Mean retinal deviation values were calculated for each of the groups before and after contact lens application and termed “total” and “residual” retinal deviations respectively. Residual retinal deviation values less than 0.50 D were accepted as successful. Success rates were evaluated for each group by defining the (individual) residual/total retinal deviation value ratio for each case.

Statistical analysis

The data were entered into a Microsoft® Excel® spreadsheet and analyzed using SPSS (version 15.0) statistical software. Measures of central tendencies, including means, standard deviations, and ranges were calculated by descriptive analysis. A repeated measure analysis of variance (ANOVA), paired samples test, and appropriate post hoc t-test comparisons were performed using the method described by Tukey. The appropriate mean square error from the analysis of variance, P < 0.05, was accepted as statistically significant.

Results

98 eyes of 60 patients were included in the study. Mean age was 25.9 years (± 8.4) in Group A, 29.4 years (± 8.7) in Group B, 25.07 years (±4.5) in Group C, 23.3 years (± 5.5) in Group D (P = 0.712). The female/male ratio was 15/10 in Group A, 12/10 in Group B, 15/13 in Group C, and 14/9 in Group D.

A summary of mean baseline spectacle spheric power and mean cylinder and keratometric astigmatism is presented in . Total mean retinal deviations were 3.27 D (±3.24) in Group A, 4.37 D (±3.0) in Group B, 3.52 D (±2.2) in Group C, and 3.30 D (±1.7) in Group D (P = 0.458).

Table 2 Spectacle spheric, cylindric, keratometric and retinal deviation mean values in diopters according to the groups before contact lens application

Mean spheric, cylindric and keratometric values in diopters according to the groups measured over contact lenses, after contact lens application are presented in .

Table 3 Spheric, cylindric, keratometric and retinal deviation mean values in diopters, astigmatic neutralization and visual acuity (Snellen lines) according to the groups after contact lens application

The average percent corneal astigmatic neutralization from the contact lenses were −52% (±28%) in Group A, −53% (±26%) in Group B, −94% (±25%) in Group C, and 126% (±16%) in Group D (P = 0.000). The minus sign represents a decrease in the contact lens surface cylinder compared with the original corneal surface power.

Means of the visual acuities corrected with glasses were 0.02 logMAR (±0.04) in Group A, 0.005 logMAR (±0.002) in Group B, 0.0 logMAR (±0.0) in Group C, and 0.0 log-MAR (±0.0) in Group D (P = 0.065). Means of the visual acuities corrected with contact lenses were 0.02 logMAR (±0.01) in Group A, 0.025 logMAR (±0.04) in Group B, 0.015 logMAR (±0.01) in Group C, and 0.0 logMAR (±0.0) in Group D (P = 0.106).

Residual mean retinal deviations after contact lens fitting were 0.04 D (±0.40) in Group A, 0.11 D (±0.53) in Group B, 0.26 D (±0.43) in Group C, and 0.20 D (±0.25) in Group D (P = 0.240).
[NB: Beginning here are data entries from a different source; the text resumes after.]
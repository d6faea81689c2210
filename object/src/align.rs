use crate::value::{Cell, TAG_MASK};

/// Every heap object starts on a multiple of this, which keeps the low
/// [`TAG_BITS`](crate::TAG_BITS) of a reference free for the type tag.
pub const DATA_ALIGNMENT: Cell = 16;

const _: () = assert!(DATA_ALIGNMENT.is_power_of_two());
const _: () = assert!(DATA_ALIGNMENT > TAG_MASK);

/// Round `a` up to the next multiple of `b`. `b` must be a power of two.
#[inline(always)]
pub const fn align(a: Cell, b: Cell) -> Cell {
    debug_assert!(b.is_power_of_two());
    (a + (b - 1)) & !(b - 1)
}

/// Padding needed to bring `a` up to a multiple of `b`.
#[inline(always)]
pub const fn alignment_for(a: Cell, b: Cell) -> Cell {
    align(a, b) - a
}

#[inline(always)]
pub const fn is_aligned(a: Cell, b: Cell) -> bool {
    debug_assert!(b.is_power_of_two());
    a & (b - 1) == 0
}

#[cfg(test)]
mod tests {
    use super::*;
    use proptest::prelude::*;

    #[test]
    fn align_examples() {
        assert_eq!(align(0, 16), 0);
        assert_eq!(align(1, 16), 16);
        assert_eq!(align(16, 16), 16);
        assert_eq!(align(17, 16), 32);
        assert_eq!(align(100, 8), 104);
        assert_eq!(alignment_for(17, 16), 15);
        assert_eq!(alignment_for(32, 16), 0);
    }

    #[test]
    fn is_aligned_matches_align() {
        assert!(is_aligned(0, DATA_ALIGNMENT));
        assert!(is_aligned(48, DATA_ALIGNMENT));
        assert!(!is_aligned(40, DATA_ALIGNMENT));
        assert!(is_aligned(40, 8));
    }

    proptest! {
        #[test]
        fn align_is_smallest_multiple_not_below(a in 0usize..(1 << 20), shift in 0u32..12) {
            let b = 1usize << shift;
            let r = align(a, b);
            prop_assert!(r >= a);
            prop_assert_eq!(r % b, 0);
            prop_assert!(r - a < b);
            prop_assert_eq!(alignment_for(a, b), r - a);
        }
    }
}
The average of the ratios of residual/total mean retinal deviation was: 0.25 D (±0.34) in Group A, 0.17 D (±0.21) in Group B, 0.12D (±0.07) in Group C, and 0.18 (±0.41) in Group D (P = 0.415).

During the statistical analysis, after soft toric lens application, spheric dioptres, cylindric and keratometric astigmatism, and retinal deviation decreased significantly in Groups A and B (P = 0.0). In Group C, spheric dioptres (P = 0.012) and spherical equivalent refraction (P = 0.0) decreased. While cylindric (P = 0.547) and keratometric (P = 0.286) astigmatism did not change significantly.
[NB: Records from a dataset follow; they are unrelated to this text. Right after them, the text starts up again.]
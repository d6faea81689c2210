use crate::types::TypeCode;

/// An untagged machine word.
pub type Cell = usize;
/// A signed machine word, the native representation of a fixnum.
pub type Fixnum = isize;

pub const CELL_SIZE: usize = size_of::<Cell>();
pub const WORD_SIZE: u32 = Cell::BITS;

pub const TAG_BITS: u32 = 4;
pub const TAG_MASK: Cell = (1 << TAG_BITS) - 1;

/// Smallest integer that survives a trip through [`Value::from_fixnum`].
pub const FIXNUM_MIN: Fixnum = Fixnum::MIN >> TAG_BITS;
/// Largest integer that survives a trip through [`Value::from_fixnum`].
pub const FIXNUM_MAX: Fixnum = Fixnum::MAX >> TAG_BITS;

#[inline(always)]
pub const fn tag(x: Cell) -> Cell {
    x & TAG_MASK
}

#[inline(always)]
pub const fn untag(x: Cell) -> Cell {
    x & !TAG_MASK
}

#[inline(always)]
pub const fn retag(x: Cell, tag: Cell) -> Cell {
    untag(x) | tag
}

#[inline(always)]
pub const fn tag_fixnum(untagged: Fixnum) -> Cell {
    ((untagged << TAG_BITS) as Cell) | TypeCode::Fixnum as Cell
}

#[inline(always)]
pub const fn untag_fixnum(tagged: Cell) -> Fixnum {
    debug_assert!(tag(tagged) == TypeCode::Fixnum as Cell);
    (tagged as Fixnum) >> TAG_BITS
}

/// Whether `n` can be encoded as a fixnum without losing high bits. Values
/// outside this range belong in a bignum.
#[inline(always)]
pub const fn fixnum_fits(n: Fixnum) -> bool {
    n >= FIXNUM_MIN && n <= FIXNUM_MAX
}

/// A tagged machine word.
///
/// Encoding (low 4 bits):
/// - `0`       fixnum, the remaining bits are a signed integer.
/// - `1`       the false object `f`; the only value with this tag is `1`.
/// - `2..=13`  reference; the untagged bits are the address of a heap object
///             of the matching [`TypeCode`].
///
/// Heap objects are aligned to [`DATA_ALIGNMENT`](crate::DATA_ALIGNMENT) so
/// the tag never overlaps address bits.
#[derive(Clone, Copy, PartialEq, Eq, Hash)]
#[repr(transparent)]
pub struct Value(Cell);

impl Value {
    /// What the language calls `f`.
    pub const FALSE: Value = Value(TypeCode::F as Cell);

    #[inline(always)]
    pub const fn raw(self) -> Cell {
        self.0
    }

    #[inline(always)]
    pub const fn from_raw(raw: Cell) -> Self {
        Self(raw)
    }

    #[inline(always)]
    pub const fn tag(self) -> Cell {
        tag(self.0)
    }

    #[inline(always)]
    pub const fn untag(self) -> Cell {
        untag(self.0)
    }

    #[inline(always)]
    pub const fn retag(self, tag: Cell) -> Self {
        debug_assert!(tag <= TAG_MASK);
        Self(retag(self.0, tag))
    }

    /// Fixnums and `f` are fully encoded in their word. Relies on those two
    /// owning tags 0 and 1.
    #[inline(always)]
    pub const fn is_immediate(self) -> bool {
        self.tag() <= TypeCode::F as Cell
    }

    #[inline(always)]
    pub const fn is_false(self) -> bool {
        self.0 == Self::FALSE.0
    }

    // ── Fixnum ─────────────────────────────────────────────────────

    #[inline(always)]
    pub const fn is_fixnum(self) -> bool {
        self.tag() == TypeCode::Fixnum as Cell
    }

    #[inline(always)]
    pub const fn from_fixnum(n: Fixnum) -> Self {
        Self(tag_fixnum(n))
    }

    #[inline(always)]
    pub const fn to_fixnum(self) -> Fixnum {
        untag_fixnum(self.0)
    }

    /// Read a fixnum that is known to be a non-negative count.
    #[inline(always)]
    pub const fn to_cell(self) -> Cell {
        let n = self.to_fixnum();
        debug_assert!(n >= 0, "negative fixnum used as a count");
        n as Cell
    }

    // ── Reference ──────────────────────────────────────────────────

    /// The type tag of a reference, or `None` for tags 14 and 15 which no
    /// kind owns.
    #[inline(always)]
    pub fn type_code(self) -> Option<TypeCode> {
        TypeCode::try_from(self.tag()).ok()
    }

    #[inline(always)]
    pub fn from_ptr<T>(ptr: *const T, ty: TypeCode) -> Self {
        let addr = ptr as Cell;
        debug_assert!(tag(addr) == 0, "pointer not aligned: {addr:#x}");
        debug_assert!(!ty.is_immediate(), "{ty} is not a heap type");
        Self(addr | ty as Cell)
    }

    #[inline(always)]
    pub fn as_ptr<T>(self) -> *mut T {
        self.untag() as *mut T
    }

    /// # Safety
    ///
    /// The value must be a reference to a valid, live `T`.
    #[inline(always)]
    pub unsafe fn as_ref<'a, T>(self) -> &'a T {
        debug_assert!(!self.is_immediate());
        // SAFETY: by contract this points at a live T
        unsafe { &*self.as_ptr::<T>() }
    }

    /// # Safety
    ///
    /// The value must be a reference to a valid, live `T`, and no other
    /// references to it may exist.
    #[inline(always)]
    pub unsafe fn as_mut<'a, T>(self) -> &'a mut T {
        debug_assert!(!self.is_immediate());
        // SAFETY: by contract this points at a live T nobody else borrows
        unsafe { &mut *self.as_ptr::<T>() }
    }
}

impl Default for Value {
    fn default() -> Self {
        Self::FALSE
    }
}

impl From<Fixnum> for Value {
    fn from(value: Fixnum) -> Self {
        Value::from_fixnum(value)
    }
}

impl core::fmt::Debug for Value {
    fn fmt(&self, f: &mut core::fmt::Formatter<'_>) -> core::fmt::Result {
        if self.is_fixnum() {
            write!(f, "Fixnum({})", self.to_fixnum())
        } else if self.is_false() {
            write!(f, "False")
        } else {
            match self.type_code() {
                Some(ty) => write!(f, "Ref({ty}, 0x{:x})", self.untag()),
                None => write!(f, "Invalid(0x{:x})", self.0),
            }
        }
    }
}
In Group D, spheric dioptres and spherical equivalent refraction (P = 0.0) and cylindric astigmatism (P = 0.045) decreased, while keratometric astigmatism (P = 170) did not change significantly, and astigmatic neutralization even increased.

Among the different lens types used, in Groups A, B, and D, we did not observe statistical difference for spheric, cylindric dioptres, keratometric astigmatism, or retinal deviation, while in Group C, we observed significant difference only for the ratios of residual/total mean retinal deviation (P = 0.008).

In our study, less than two rows of spectacle-contact lens difference for visual performance and less than 0.50 D of retinal deviation as objective criteria, were accepted as a successful response. 100% of eyes in Groups A, B, and D and 96% of eyes in Group C had 2.0 or less line loss in visual acuity (P > 0.05). All these patients had low residual mean retinal deviation values (>0.50 D). The percentage of patients having less than 0.50 D of residual retinal deviation was 80% in Group A, 95% in Group B, 78% in Group C, and 95% in Group D ().

Table 4 Visual success and residual retinal deviation success rates according to the groups

When we considered less than one row of spectacle-contact lens difference for visual performance in Groups A, B, C, and D, success percentages were 80%, 100%, 78.2%, and 82% respectively.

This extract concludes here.